> _Action item_
Beneath this instruction is a listing; write out exactly the line that contains "pub mod builtin;" and each line after it to the last.
***** Listed records *****
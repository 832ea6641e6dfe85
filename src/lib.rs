//! # Sensu Go Rust SDK
//!
//! Async client for the Sensu Go backend REST API.
//!
//! ## Quick Start
//!
//! ```rust,ignore
//! use sensu_go::prelude::*;
//! use serde_json::json;
//!
//! #[tokio::main]
//! async fn main() -> Result<(), sensu_go::Error> {
//!     // Create client
//!     let client = Client::builder()
//!         .url("https://sensu.example.com:8080")
//!         .credentials(UserPassCredentialsConfig::new("admin", "P@ssw0rd!"))
//!         .build()?;
//!
//!     // Create a check in the default namespace
//!     let check = client
//!         .checks()
//!         .create(
//!             json!({"command": "check-cpu.sh", "interval": 60, "subscriptions": ["linux"]}),
//!             json!({"name": "check-cpu"}),
//!         )
//!         .await?;
//!
//!     // List its events
//!     for event in check.events()?.await? {
//!         println!("{}", event);
//!     }
//!
//!     Ok(())
//! }
//! ```
//!
//! ## Key Concepts
//!
//! - **Client Hierarchy**: `Client` → `NamespacedClient` / `ClusterClient` → `Resource`
//! - **Lazy login**: username/password clients log in on the first request and
//!   reuse the token afterwards
//! - **`get` vs `find`**: a missing resource is an error for `get` and `None`
//!   for `find`
//! - **Listings are lazy**: `list()` fetches pages only while it is consumed
//!
//! ## Features
//!
//! - `rest` (default): Built-in HTTP transport via reqwest
//! - `rustls` (default): Use rustls for TLS
//! - `native-tls`: Use native TLS (OpenSSL on Linux, Secure Transport on macOS)

#![cfg_attr(docsrs, feature(doc_cfg))]
#![warn(missing_docs)]
#![warn(clippy::all)]
#![deny(unsafe_code)]

// Core modules
pub mod auth;
pub mod client;
pub mod config;
pub mod error;
pub mod resources;
pub mod selector;
pub mod types;

// Transport layer
pub mod transport;

// Testing utilities
pub mod testing;

// Prelude for convenient imports
pub mod prelude;

#[cfg(feature = "rest")]
mod user_agent;

// Re-export main types at crate root for convenience
pub use client::{Client, ClientBuilder};
pub use error::{Error, ErrorKind, Result};
pub use resources::{ClusterClient, NamespacedClient, ResourceList};
pub use selector::{Literal, Selector, SetOperand};
pub use types::{JsonObject, Naming, Resource, ResourceType, Scope, WireFormat, builtin};

// Re-export auth types
pub use auth::{
    ApiKeyAuth, ApiKeyCredentialsConfig, AuthFuture, AuthProvider, Credentials, UserPassAuth,
    UserPassCredentialsConfig,
};

// Re-export config types
pub use config::TlsConfig;

// Re-export transport types
pub use transport::{BasicAuth, Method, Request, Response, TransportClient};
#[cfg(feature = "rest")]
#[cfg_attr(docsrs, doc(cfg(feature = "rest")))]
pub use transport::{RestTransport, RestTransportBuilder};
//! Resource model.
//!
//! - [`ResourceType`]: static description of a kind of resource
//! - [`Resource`]: one resource instance (spec, metadata, type)
//! - [`builtin`]: descriptors for every kind the backend ships with

pub mod builtin;
mod resource;
mod resource_type;

pub use resource::Resource;
pub use resource_type::{Naming, ResourceType, Scope, WireFormat};

/// A JSON object, as used for `spec` and `metadata`.
pub type JsonObject = serde_json::Map<String, serde_json::Value>;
*****
> _Written response_
pub mod builtin;
mod resource;
mod resource_type;

pub use resource::Resource;
pub use resource_type::{Naming, ResourceType, Scope, WireFormat};

/// A JSON object, as used for `spec` and `metadata`.
pub type JsonObject = serde_json::Map<String, serde_json::Value>;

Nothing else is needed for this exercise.